Publicado em: 21 de dezembro de 2025
Em versos graves, o poeta transforma a celebração em reflexão sobre a finitude e a importância de estarmos presentes.
Publicado na década de 1940, o “Poema de Natal” de Vinícius de Moraes é um dos mais radicais e desconcertantes sobre o tema
.
Nele, não há menção a festas, ceias ou alegria obrigatória. O poeta desloca o foco para o que considera a essência da condição humana: a memória, a perda, a quietude e a atenção ao mistério da vida e da morte. O nascimento celebrado exige, antes, consciência da fragilidade.
O poema constrói sua força a partir de uma enumeração de nossos feitos: “Para lembrar e ser lembrados / Para chorar e fazer chorar / Para enterrar os nossos mortos”. A figura do Natal surge como uma pausa solene, um convite a velar, a falar baixo e a pisar leve. É um momento de “gravidade simples”, que recusa o sentimentalismo fácil e embalado das datas comemorativas.

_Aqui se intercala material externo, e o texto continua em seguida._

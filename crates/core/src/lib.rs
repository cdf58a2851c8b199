// SPDX-License-Identifier: BUSL-1.1
// Copyright (c) 2026 Alfred Jean LLC

// Allow panic!/unwrap/expect in test code
#![cfg_attr(test, allow(clippy::panic))]
#![cfg_attr(test, allow(clippy::unwrap_used))]
#![cfg_attr(test, allow(clippy::expect_used))]

//! anayat-core: Core library for the Anayat bot dashboard
//!
//! This crate provides:
//! - The deployment sequencer with injectable outcome sources and reporters
//! - Validated step plans and run results
//! - Simulated bot status, system stats, terminal commands
//! - Key-value preferences, backups, and TOML configuration

pub mod id;

pub mod action;
pub mod backup;
pub mod config;
pub mod notify;
pub mod outcome;
pub mod prefs;
pub mod reporter;
pub mod sequencer;
pub mod source;
pub mod stats;
pub mod status;
pub mod step;
pub mod store;
pub mod terminal;

// Re-exports
pub use action::{QuickAction, UnknownAction};
pub use backup::{backup_file_name, BackupSnapshot};
pub use config::{ConfigError, DashboardConfig, DeployConfig, MonitorConfig, TimingConfig};
pub use id::{IdGen, RunId, SequentialIdGen, UuidIdGen};
pub use notify::{Notification, NotifyLevel};
pub use outcome::{RunOutcome, SequenceResult, StepOutcome};
pub use prefs::{BotSettings, Preferences};
pub use reporter::{FnReporter, NoOpReporter, RecordingReporter, ReportEvent, Reporter};
pub use sequencer::Sequencer;
pub use source::{OutcomeSource, RandomOutcomes, ScriptedOutcomes, DEFAULT_SUCCESS_PROBABILITY};
pub use stats::{format_uptime, SystemStats, UsageLevel};
pub use status::{BotStatus, UnknownStatus};
pub use step::{InvalidStepError, Step, StepPlan, StepSpec};
pub use store::{KeyValueStore, MemoryStore, StoreError};
pub use terminal::{TerminalCommand, TerminalContext, TerminalEffect, TerminalLog, TerminalReply};

pub use tokio_util::sync::CancellationToken;
// SPDX-License-Identifier: BUSL-1.1
// Copyright (c) 2026 Alfred Jean LLC

//! Quick actions offered by the dashboard

use std::fmt;
use std::str::FromStr;
use thiserror::Error;

#[derive(Debug, Clone, PartialEq, Eq, Error)]
#[error("unknown action '{0}' (expected one of: restart, stop, update, backup, logs, deploy)")]
pub struct UnknownAction(pub String);

#[derive(Debug, Clone, Copy, PartialEq, Eq)]
pub enum QuickAction {
    Restart,
    Stop,
    Update,
    Backup,
    Logs,
    Deploy,
}

impl QuickAction {
    pub const ALL: [QuickAction; 6] = [
        QuickAction::Restart,
        QuickAction::Stop,
        QuickAction::Update,
        QuickAction::Backup,
        QuickAction::Logs,
        QuickAction::Deploy,
    ];

    pub fn as_str(self) -> &'static str {
        match self {
            QuickAction::Restart => "restart",
            QuickAction::Stop => "stop",
            QuickAction::Update => "update",
            QuickAction::Backup => "backup",
            QuickAction::Logs => "logs",
            QuickAction::Deploy => "deploy",
        }
    }
}

impl fmt::Display for QuickAction {
    fn fmt(&self, f: &mut fmt::Formatter<'_>) -> fmt::Result {
        f.write_str(self.as_str())
    }
}

impl FromStr for QuickAction {
    type Err = UnknownAction;

    fn from_str(s: &str) -> Result<Self, Self::Err> {
        let wanted = s.trim().to_lowercase();
        QuickAction::ALL
            .into_iter()
            .find(|a| a.as_str() == wanted)
            .ok_or_else(|| UnknownAction(s.to_string()))
    }
}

Abaixo, um trechinho do poema na íntegra, para que sua voz silenciosa e profunda ressoe diretamente:
“Para isso fomos feitos
Para lembrar e ser lembrados
Para chorar e fazer chorar
Para enterrar os nossos mortos
(…)
Pois para isso fomos feitos
Para a esperança no milagre
Para a participação da poesia
Para ver a face da morte
De repente nunca mais esperaremos…
Hoje a noite é jovem; da morte, apenas
Nascemos, imensamente.”
Vinícius não oferece consolo, mas companhia. Não promete redenção, mas propõe uma ética do viver atento. O milagre, sugere, está na participação na poesia da vida e na capacidade de, mesmo diante da morte, ainda nascermos “imensamente”. Seu Natal é um estado de presença, um estar à altura da nossa própria impermanência.
Saiba mais:
O “Poema de Natal” foi escrito em um contexto histórico marcado pela Segunda Guerra Mundial e seus traumas, o que pode iluminar seu tom grave e contido. Vinícius, que serviu como diplomata, teve parte de sua formação e carreira profundamente afetada pelo conflito global. A obra integra a fase mais lírica e metafísica do autor, anterior à sua popularização como compositor da Bossa Nova. Críticos apontam que essa poesia ecoa um existencialismo cristão, onde a esperança coexiste com a aceitação da finitude, diferenciando-a profundamente da tradição natalina convencional no Brasil.